Georgie cleared her throat. “Since we last spoke, I have done some research on the topic, and it turns out that today’s parents are actively discouraging their children from doing chores. The prevailing theory is that the expectation to contribute to the household heaps additional stress onto the kids, who are already overscheduled and overstimulated.”

Ben and I locked eyes over the rims of our cups, grinning at Georgie’s carefully organized, completely bullshit argument. She kept up this passionate discourse against dishpan hands throughout dinner and the carefully spiced dessert blood Gabriel had prepared.

“While your arguments might be compelling to a small percentage of blogger moms, I think I’m going to point out that you still have about six months of dishes to wash before you replace the flat-screen you pulverized when you failed level 829 in ‘Candy Crush’ and launched your phone at the wall. Try again next week, Georgie,” Jane said, pointing at the kitchen.

Georgie slumped away from the table, dirty dishes in hand, grumbling all the way.

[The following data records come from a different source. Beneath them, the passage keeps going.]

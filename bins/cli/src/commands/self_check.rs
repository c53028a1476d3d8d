//! Self-check command handler: debug-only smoke test of env parsing and the
//! executor lifecycle, with no network calls.

use super::support::collect_scoped_env;
use crate::error::{CliError, ExitCode};
use crate::format::OutputMode;
use crate::{CliOutput, format_error_output, infra_exit_code};
use notifyhub_config::{NotifyHubConfig, ValidatedNotifyHubConfig};
use notifyhub_facade::Client;
use std::time::Duration;

/// Run the self-check command: validate the scoped environment, then spin up
/// and tear down a minimal executor to confirm the worker pool, delay
/// scheduler, and dispatcher wiring all start and stop cleanly.
pub async fn run_self_check(mode: OutputMode) -> Result<CliOutput, CliError> {
    let env = collect_scoped_env("NOTIFYHUB_");

    if let Err(error) = notifyhub_facade::validate_env_parsing(&env) {
        return Ok(format_error_output(mode, &error, infra_exit_code(&error)));
    }

    let mut raw = NotifyHubConfig::default();
    raw.worker_pool.min_workers = 1;
    raw.worker_pool.max_workers = 1;
    let config: ValidatedNotifyHubConfig = match raw.validate_and_normalize() {
        Ok(config) => config,
        Err(error) => return Ok(format_error_output(mode, &error.into(), ExitCode::Internal)),
    };

    let client = Client::new(&config, Vec::new());
    client.start().await;
    let lifecycle_ok = client.stop(Duration::from_millis(500)).await.is_ok();

    let build = notifyhub_core::build_info();
    let facade_version = notifyhub_facade::facade_crate_version();

    let stdout = if mode.is_json() {
        let mut out = serde_json::to_string_pretty(&serde_json::json!({
            "status": "ok",
            "env": {"status": "ok"},
            "executor": {"status": if lifecycle_ok { "ok" } else { "error" }},
            "build": {
                "name": build.name,
                "version": build.version,
                "facadeVersion": facade_version,
                "rustcVersion": build.rustc_version,
                "target": build.target,
                "profile": build.profile,
                "gitHash": build.git_hash,
                "gitDirty": build.git_dirty,
            }
        }))?;
        out.push('\n');
        out
    } else {
        format!(
            "status: ok\nenv: ok\nexecutor: {}\nname: {}\nversion: {}\nfacade: {}\nrustc: {}\ntarget: {}\nprofile: {}\ngit: {}{}\n",
            if lifecycle_ok { "ok" } else { "error" },
            build.name,
            build.version,
            facade_version,
            build.rustc_version,
            build.target,
            build.profile,
            build.git_hash.unwrap_or("none"),
            if build.git_dirty { " (dirty)" } else { "" }
        )
    };

    Ok(CliOutput {
        stdout,
        stderr: String::new(),
        exit_code: ExitCode::Ok,
    })
}
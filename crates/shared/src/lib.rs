//! # notifyhub-shared
//!
//! Shared utilities, result types, and error handling for the notifyhub workspace.
//!
//! This crate provides foundational types that are used across all other crates:
//!
//! - Result and error envelope types
//! - Concurrency primitives (bounded queue, worker pool, cancellation)
//! - Retry, timeout, and validation helpers
//!
//! ## Design Principles
//!
//! 1. **No workspace dependencies** - This crate only depends on external crates
//! 2. **Zero-cost abstractions** - Types should compile away to efficient code
//! 3. **Serde-compatible** - All public types support serialization

#![deny(clippy::unwrap_used)]
#![deny(clippy::expect_used)]

pub mod concurrency;
pub mod errors;
pub mod invariants;
pub mod redaction;
pub mod result;
pub mod retry;
pub mod timeout;
pub mod validation;

pub use concurrency::{
    BoundedQueue, BoundedQueueClosedError, CancellationToken, CorrelationId, RequestContext,
    WorkerPool, WorkerPoolOptions,
};
pub use errors::{
    ErrorClass, ErrorCode, ErrorEnvelope, ErrorKind, ErrorMetadata, REDACTED_VALUE,
    UnexpectedError, abort, check_cancelled, is_abort, normalize_unexpected_error, redact_metadata,
};
pub use invariants::{
    BoundedU32, BoundedU64, BoundedUsize, BoundsError, Unvalidated, Validated, ValidatedState,
};
pub use redaction::{REDACTED, Redacted, SecretString, is_secret_key, redact_if_secret};
pub use result::{Result, ResultExt};
pub use retry::{RetryPolicy, retry_async, retry_async_with_observer};
pub use timeout::timeout_with_context;
pub use validation::{Validate, ValidationError};

/// Returns the shared crate version.
#[must_use]
pub const fn shared_crate_version() -> &'static str {
    env!("CARGO_PKG_VERSION")
}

“Now that dinner is officially over, here is Dr. Hudson’s preliminary report, which he had Gennaro slip under my door as he was getting ready to go all Jersey Shore tanning bed on you.”

“Are you doing this now so Georgie won’t be able to hear?” I asked.

“No, I can hear you just fine,” Georgie called from the kitchen.

“She can hear us just fine,” Jane said, rolling her eyes a little as she slid a thick file folder across the table. “But now I can tell myself that we did have some uninterrupted family time.”

Gabriel laughed but glanced over the report as Jane spread it out on the table. “Now, from what I can decipher from Dr. Hudson’s science-speak, which I’m pretty sure he made more complicated than necessary just to be a dick—”

“Right?” I exclaimed.

She snickered. “You’ve got a lot of different genes thrown in there with yours, which is fun,” she said. “Rattlesnake and shark and even a little lizard, plus some botanical samples.”

“He was serious about the vegetables?” Ben groaned. “I was really hoping he was just going for a quip.”